Try it – Below are the records; copy each line in them that holds the word "ScanResult".

Entries shown –
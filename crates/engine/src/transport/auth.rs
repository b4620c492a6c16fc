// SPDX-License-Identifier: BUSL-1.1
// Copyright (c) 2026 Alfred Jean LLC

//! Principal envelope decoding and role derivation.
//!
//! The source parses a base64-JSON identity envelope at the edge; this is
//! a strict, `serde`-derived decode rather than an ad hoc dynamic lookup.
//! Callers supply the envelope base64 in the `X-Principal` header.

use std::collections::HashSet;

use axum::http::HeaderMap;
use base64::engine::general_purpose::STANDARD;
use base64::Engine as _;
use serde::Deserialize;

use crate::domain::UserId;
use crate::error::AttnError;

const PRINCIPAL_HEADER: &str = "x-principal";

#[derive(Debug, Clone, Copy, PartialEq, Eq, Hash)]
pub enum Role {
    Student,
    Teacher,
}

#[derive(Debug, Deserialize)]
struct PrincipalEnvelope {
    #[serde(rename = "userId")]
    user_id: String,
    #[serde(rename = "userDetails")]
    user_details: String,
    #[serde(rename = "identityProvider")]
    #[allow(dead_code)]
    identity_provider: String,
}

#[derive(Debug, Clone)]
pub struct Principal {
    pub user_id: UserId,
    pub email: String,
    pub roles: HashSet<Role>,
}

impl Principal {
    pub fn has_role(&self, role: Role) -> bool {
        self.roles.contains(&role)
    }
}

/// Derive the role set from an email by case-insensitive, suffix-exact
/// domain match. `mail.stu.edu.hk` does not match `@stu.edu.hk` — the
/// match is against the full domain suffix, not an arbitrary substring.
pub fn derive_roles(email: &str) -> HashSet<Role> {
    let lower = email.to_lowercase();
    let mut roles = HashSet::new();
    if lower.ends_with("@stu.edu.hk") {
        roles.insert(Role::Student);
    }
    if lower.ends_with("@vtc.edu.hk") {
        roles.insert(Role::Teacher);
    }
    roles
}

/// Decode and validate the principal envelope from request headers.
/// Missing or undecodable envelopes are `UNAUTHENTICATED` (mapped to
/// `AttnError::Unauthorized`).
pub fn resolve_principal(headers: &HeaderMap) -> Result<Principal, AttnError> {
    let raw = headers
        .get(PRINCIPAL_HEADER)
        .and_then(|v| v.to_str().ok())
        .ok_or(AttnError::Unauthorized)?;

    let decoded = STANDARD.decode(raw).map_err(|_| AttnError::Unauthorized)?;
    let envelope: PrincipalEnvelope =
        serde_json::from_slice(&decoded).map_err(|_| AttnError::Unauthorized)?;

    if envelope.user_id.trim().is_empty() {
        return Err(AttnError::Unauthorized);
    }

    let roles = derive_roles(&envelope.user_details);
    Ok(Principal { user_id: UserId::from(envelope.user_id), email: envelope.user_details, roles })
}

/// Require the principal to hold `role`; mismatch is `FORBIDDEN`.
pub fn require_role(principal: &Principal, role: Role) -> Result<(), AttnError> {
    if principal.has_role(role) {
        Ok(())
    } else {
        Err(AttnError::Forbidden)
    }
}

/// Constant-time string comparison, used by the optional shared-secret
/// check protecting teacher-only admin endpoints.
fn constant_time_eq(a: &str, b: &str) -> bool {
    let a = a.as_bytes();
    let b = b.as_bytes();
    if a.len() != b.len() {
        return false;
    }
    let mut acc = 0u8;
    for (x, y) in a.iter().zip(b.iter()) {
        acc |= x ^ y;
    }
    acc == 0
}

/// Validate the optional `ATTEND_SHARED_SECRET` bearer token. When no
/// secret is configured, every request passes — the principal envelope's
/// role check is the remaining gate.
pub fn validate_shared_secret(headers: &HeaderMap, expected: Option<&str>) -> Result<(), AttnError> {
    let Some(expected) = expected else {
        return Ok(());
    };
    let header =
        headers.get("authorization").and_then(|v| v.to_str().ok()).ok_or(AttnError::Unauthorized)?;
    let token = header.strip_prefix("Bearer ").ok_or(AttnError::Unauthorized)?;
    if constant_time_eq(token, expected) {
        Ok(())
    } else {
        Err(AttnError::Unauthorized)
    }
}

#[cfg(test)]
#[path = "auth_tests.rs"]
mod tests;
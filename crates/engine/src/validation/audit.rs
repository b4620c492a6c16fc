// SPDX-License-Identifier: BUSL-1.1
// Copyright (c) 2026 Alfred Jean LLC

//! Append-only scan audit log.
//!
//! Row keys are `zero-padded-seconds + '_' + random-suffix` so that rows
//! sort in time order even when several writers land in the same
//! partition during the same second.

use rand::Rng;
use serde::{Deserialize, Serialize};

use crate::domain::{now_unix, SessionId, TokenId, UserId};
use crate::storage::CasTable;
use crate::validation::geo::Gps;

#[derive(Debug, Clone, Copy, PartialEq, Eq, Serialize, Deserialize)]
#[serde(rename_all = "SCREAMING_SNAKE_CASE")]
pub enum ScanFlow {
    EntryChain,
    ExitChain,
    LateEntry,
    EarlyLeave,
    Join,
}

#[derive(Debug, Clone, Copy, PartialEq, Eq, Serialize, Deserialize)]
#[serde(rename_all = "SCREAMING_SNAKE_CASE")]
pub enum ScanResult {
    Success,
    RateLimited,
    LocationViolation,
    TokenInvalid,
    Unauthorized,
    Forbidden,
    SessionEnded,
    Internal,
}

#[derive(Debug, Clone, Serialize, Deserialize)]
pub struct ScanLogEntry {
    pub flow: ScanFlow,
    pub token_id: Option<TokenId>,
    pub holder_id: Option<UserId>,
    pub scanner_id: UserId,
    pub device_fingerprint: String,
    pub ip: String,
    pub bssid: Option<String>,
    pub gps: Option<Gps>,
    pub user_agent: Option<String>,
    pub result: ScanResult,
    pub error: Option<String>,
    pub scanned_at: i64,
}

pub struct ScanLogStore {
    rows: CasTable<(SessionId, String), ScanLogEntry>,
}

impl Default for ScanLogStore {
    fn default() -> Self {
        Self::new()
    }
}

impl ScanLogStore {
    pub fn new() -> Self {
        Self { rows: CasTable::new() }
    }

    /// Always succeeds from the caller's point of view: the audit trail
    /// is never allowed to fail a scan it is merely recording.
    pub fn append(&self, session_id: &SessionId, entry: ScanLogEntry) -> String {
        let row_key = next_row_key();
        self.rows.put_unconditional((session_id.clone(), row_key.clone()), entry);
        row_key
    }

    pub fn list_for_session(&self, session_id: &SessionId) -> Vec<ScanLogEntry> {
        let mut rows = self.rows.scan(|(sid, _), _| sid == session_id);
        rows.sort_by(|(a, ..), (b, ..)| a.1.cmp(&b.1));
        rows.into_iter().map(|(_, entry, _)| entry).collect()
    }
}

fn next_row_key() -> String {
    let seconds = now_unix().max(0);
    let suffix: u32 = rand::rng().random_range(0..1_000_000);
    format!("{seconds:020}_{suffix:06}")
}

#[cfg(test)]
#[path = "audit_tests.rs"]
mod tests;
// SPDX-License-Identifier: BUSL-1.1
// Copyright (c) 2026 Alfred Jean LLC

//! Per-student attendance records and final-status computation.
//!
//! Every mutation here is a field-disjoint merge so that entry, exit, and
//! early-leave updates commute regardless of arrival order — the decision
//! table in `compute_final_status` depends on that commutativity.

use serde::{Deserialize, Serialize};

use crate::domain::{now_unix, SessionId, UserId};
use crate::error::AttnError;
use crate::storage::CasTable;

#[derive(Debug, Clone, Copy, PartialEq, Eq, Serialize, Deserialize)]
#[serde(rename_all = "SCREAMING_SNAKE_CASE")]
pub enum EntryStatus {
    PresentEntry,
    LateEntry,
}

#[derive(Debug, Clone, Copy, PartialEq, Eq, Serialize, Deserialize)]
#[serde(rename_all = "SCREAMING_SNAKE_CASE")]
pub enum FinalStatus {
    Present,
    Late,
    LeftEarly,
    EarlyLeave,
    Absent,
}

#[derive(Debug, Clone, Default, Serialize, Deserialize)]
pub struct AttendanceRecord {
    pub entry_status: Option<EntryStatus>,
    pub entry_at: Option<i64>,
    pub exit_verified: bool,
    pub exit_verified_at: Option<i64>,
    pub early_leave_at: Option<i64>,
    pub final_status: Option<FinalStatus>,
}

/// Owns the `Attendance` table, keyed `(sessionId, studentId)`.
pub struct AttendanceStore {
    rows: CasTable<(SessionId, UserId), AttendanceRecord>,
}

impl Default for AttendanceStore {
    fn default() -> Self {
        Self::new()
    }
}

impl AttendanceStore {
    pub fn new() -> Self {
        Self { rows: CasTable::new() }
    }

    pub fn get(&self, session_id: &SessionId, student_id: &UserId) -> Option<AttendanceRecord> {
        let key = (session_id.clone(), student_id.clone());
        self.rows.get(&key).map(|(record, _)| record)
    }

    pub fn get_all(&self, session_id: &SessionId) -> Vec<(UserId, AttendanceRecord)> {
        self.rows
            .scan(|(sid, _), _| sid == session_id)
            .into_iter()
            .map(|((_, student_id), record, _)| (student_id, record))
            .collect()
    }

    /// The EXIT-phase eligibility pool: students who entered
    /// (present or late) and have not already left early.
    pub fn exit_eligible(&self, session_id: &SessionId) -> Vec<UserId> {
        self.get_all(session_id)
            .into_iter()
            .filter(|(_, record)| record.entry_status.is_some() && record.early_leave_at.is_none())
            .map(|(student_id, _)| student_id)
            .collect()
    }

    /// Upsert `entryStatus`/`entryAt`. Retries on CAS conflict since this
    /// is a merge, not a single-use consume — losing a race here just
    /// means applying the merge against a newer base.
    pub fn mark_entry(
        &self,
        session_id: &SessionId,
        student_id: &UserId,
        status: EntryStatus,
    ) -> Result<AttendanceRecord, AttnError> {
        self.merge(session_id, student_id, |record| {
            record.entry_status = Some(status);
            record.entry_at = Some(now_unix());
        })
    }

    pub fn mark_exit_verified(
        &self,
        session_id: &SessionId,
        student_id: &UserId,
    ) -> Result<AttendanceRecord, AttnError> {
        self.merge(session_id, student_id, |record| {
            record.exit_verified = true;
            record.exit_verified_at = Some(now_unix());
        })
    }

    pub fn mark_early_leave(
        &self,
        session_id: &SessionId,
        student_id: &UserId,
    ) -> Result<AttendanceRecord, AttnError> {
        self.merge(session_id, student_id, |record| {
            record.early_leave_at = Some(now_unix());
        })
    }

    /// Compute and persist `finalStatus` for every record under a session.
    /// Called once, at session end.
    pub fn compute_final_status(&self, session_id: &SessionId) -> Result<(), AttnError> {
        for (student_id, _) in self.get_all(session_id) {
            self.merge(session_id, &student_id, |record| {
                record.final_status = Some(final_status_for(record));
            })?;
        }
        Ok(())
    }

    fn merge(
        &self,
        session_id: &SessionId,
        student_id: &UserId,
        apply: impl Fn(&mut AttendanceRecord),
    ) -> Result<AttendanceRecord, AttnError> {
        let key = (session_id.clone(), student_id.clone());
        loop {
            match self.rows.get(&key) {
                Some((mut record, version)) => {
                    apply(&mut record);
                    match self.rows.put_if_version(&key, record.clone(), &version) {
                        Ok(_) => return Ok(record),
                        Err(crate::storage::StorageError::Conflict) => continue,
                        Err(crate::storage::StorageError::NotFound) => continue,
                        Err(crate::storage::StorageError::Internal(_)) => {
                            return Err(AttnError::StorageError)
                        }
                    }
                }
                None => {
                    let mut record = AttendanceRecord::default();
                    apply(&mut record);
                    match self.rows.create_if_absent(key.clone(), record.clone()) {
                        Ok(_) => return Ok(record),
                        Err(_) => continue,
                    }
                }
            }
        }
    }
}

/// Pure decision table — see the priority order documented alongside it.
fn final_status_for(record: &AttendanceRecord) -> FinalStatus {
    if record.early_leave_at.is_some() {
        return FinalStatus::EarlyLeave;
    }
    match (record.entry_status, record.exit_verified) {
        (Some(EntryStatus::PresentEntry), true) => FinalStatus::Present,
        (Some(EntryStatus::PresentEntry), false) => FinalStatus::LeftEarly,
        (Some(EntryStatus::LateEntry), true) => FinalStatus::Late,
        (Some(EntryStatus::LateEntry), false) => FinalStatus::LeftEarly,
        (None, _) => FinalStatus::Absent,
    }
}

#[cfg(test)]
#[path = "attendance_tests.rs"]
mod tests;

--

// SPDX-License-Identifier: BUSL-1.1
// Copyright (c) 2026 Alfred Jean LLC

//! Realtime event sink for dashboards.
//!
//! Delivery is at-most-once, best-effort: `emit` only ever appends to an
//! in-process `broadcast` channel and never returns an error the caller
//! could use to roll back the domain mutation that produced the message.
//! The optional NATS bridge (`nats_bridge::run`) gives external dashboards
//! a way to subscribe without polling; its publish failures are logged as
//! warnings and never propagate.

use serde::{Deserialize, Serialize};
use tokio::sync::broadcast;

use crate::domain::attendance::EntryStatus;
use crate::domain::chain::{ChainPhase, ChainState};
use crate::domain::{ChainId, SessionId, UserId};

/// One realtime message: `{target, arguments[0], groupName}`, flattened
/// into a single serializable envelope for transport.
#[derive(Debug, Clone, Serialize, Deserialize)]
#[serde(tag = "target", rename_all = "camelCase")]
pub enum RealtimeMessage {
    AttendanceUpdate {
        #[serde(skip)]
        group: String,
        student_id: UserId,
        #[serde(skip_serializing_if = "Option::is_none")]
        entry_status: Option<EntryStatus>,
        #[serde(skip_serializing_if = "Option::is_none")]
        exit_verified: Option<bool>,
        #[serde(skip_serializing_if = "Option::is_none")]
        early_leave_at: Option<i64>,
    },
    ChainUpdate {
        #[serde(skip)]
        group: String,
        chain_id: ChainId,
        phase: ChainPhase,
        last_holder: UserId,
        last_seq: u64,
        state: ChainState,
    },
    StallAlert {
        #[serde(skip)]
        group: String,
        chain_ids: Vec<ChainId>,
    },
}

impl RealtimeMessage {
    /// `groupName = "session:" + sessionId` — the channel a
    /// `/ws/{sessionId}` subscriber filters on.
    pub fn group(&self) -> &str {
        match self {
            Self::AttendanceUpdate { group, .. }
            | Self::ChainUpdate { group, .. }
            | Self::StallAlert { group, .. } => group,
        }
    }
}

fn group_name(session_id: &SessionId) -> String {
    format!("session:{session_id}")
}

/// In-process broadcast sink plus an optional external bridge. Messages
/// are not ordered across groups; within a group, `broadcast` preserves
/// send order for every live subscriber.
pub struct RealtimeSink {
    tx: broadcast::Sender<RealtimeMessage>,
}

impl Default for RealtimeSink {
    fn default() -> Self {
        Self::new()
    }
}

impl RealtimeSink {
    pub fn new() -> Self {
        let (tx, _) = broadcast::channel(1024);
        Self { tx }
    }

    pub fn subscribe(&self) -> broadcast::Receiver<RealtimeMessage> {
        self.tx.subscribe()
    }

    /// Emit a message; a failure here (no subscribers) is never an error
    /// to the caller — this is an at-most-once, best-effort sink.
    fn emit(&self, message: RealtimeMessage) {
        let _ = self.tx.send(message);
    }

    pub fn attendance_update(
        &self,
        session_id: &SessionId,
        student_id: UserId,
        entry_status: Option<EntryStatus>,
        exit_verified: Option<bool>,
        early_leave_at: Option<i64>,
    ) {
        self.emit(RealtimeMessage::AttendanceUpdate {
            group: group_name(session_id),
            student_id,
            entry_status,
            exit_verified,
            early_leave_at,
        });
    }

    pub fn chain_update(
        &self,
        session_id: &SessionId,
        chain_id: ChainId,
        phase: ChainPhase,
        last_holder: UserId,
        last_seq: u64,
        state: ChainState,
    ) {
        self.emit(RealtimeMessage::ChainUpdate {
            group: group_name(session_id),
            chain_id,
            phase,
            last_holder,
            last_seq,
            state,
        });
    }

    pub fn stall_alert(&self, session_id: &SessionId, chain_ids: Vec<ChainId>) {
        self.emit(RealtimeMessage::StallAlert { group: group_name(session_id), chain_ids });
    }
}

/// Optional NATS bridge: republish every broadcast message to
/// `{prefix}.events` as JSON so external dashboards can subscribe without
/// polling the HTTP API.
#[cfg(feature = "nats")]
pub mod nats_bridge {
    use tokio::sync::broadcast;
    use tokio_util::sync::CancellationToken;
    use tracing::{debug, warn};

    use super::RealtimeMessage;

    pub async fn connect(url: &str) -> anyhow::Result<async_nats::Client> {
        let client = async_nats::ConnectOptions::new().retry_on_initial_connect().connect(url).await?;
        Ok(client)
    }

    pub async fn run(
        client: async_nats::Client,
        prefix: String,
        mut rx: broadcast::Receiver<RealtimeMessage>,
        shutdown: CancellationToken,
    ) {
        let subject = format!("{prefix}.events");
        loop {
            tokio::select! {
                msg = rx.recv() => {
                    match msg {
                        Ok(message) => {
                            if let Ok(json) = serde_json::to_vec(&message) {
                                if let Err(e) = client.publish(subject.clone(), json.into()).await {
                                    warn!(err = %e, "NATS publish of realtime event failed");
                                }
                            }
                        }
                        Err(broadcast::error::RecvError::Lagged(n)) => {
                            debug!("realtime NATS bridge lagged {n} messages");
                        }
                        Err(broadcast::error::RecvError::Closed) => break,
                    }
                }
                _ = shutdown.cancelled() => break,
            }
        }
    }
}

--

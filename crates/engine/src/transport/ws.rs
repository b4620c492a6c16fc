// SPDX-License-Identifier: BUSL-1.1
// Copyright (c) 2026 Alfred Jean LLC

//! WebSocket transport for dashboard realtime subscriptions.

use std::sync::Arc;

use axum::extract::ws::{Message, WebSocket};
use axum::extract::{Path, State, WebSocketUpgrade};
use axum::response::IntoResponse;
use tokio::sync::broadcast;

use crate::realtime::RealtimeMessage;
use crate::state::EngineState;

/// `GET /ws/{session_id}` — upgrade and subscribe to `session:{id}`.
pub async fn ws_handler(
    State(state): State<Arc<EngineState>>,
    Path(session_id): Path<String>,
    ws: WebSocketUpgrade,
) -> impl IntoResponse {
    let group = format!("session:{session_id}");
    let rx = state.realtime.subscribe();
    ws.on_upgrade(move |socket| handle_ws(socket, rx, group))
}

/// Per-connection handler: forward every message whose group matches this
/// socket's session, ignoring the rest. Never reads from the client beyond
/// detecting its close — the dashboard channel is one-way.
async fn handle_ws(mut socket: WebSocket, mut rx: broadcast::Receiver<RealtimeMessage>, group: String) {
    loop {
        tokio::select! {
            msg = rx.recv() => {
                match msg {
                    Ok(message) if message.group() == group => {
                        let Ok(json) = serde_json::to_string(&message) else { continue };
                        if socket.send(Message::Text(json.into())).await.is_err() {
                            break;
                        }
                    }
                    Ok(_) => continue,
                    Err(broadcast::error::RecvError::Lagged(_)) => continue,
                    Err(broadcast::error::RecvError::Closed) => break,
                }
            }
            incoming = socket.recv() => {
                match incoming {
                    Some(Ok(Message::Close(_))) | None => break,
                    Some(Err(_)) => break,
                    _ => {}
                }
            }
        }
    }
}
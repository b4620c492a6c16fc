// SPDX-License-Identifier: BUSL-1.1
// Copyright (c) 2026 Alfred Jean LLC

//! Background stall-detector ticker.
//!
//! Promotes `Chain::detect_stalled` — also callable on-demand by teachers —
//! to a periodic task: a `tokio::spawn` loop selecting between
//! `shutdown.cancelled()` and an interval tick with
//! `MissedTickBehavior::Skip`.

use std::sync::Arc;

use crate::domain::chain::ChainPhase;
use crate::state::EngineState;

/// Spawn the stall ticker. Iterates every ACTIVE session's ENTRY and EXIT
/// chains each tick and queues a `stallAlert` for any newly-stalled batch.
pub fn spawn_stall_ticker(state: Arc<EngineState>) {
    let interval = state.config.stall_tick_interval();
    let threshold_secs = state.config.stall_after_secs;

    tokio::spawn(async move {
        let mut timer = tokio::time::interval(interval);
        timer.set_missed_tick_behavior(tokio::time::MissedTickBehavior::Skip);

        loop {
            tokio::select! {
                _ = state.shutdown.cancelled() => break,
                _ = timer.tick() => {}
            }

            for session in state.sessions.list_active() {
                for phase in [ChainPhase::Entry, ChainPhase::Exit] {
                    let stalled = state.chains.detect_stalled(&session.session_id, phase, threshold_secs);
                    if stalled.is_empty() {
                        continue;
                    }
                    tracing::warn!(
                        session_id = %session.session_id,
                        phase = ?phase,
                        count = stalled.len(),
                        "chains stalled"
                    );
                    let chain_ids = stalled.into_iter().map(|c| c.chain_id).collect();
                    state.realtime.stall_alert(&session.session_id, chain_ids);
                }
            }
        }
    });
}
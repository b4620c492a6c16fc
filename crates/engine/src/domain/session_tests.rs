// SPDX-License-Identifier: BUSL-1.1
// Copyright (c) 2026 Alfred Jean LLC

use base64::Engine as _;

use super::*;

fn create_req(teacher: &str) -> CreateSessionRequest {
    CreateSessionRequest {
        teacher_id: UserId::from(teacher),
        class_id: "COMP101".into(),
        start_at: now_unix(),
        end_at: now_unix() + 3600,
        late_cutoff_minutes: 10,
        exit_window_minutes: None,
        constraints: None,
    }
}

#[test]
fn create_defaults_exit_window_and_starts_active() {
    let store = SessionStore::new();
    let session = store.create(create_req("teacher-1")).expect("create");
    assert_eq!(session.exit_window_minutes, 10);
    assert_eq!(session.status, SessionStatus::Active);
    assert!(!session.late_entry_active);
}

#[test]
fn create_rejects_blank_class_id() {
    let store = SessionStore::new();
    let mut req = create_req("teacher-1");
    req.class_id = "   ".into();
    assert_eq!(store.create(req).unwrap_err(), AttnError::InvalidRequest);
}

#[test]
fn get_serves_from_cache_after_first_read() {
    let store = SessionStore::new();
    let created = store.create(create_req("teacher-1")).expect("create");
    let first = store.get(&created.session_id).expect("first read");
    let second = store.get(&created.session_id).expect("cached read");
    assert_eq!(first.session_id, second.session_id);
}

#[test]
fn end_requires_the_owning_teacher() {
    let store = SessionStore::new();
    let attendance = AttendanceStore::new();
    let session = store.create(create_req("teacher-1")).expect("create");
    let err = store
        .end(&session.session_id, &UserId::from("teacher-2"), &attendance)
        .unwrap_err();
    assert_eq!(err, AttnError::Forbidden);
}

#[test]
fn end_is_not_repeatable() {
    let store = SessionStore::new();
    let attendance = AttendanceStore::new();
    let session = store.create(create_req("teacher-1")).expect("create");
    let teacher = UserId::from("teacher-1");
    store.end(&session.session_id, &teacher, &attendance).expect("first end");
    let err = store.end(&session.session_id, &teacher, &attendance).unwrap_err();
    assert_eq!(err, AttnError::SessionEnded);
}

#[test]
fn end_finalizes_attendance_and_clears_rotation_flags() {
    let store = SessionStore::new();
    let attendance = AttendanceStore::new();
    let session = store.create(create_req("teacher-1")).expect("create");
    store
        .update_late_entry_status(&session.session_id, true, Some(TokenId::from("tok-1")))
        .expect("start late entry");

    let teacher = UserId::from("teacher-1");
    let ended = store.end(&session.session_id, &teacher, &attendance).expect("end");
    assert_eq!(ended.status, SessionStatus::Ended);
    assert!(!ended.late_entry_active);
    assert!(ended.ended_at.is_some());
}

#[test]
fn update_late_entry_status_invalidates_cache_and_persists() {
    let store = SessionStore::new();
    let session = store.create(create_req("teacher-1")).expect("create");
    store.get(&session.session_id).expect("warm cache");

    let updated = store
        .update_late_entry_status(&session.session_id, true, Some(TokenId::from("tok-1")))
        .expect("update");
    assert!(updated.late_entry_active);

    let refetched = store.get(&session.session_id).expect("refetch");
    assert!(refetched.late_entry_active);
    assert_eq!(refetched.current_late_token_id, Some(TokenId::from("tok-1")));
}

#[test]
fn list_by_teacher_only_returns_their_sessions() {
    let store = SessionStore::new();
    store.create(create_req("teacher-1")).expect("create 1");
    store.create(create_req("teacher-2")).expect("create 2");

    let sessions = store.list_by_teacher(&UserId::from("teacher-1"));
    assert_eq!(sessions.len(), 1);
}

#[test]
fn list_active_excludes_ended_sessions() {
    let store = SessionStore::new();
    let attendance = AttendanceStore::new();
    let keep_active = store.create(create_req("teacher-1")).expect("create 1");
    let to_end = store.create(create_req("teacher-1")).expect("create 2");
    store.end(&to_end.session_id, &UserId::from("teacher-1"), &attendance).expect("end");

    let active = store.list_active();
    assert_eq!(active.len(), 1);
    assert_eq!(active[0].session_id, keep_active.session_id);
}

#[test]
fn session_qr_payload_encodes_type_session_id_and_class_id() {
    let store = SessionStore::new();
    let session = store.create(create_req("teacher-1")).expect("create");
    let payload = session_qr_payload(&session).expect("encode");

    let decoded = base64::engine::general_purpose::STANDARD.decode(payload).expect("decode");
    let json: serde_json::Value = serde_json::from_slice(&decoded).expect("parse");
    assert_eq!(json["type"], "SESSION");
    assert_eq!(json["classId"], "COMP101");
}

Finished exercise –
pub enum ScanResult {
    pub result: ScanResult,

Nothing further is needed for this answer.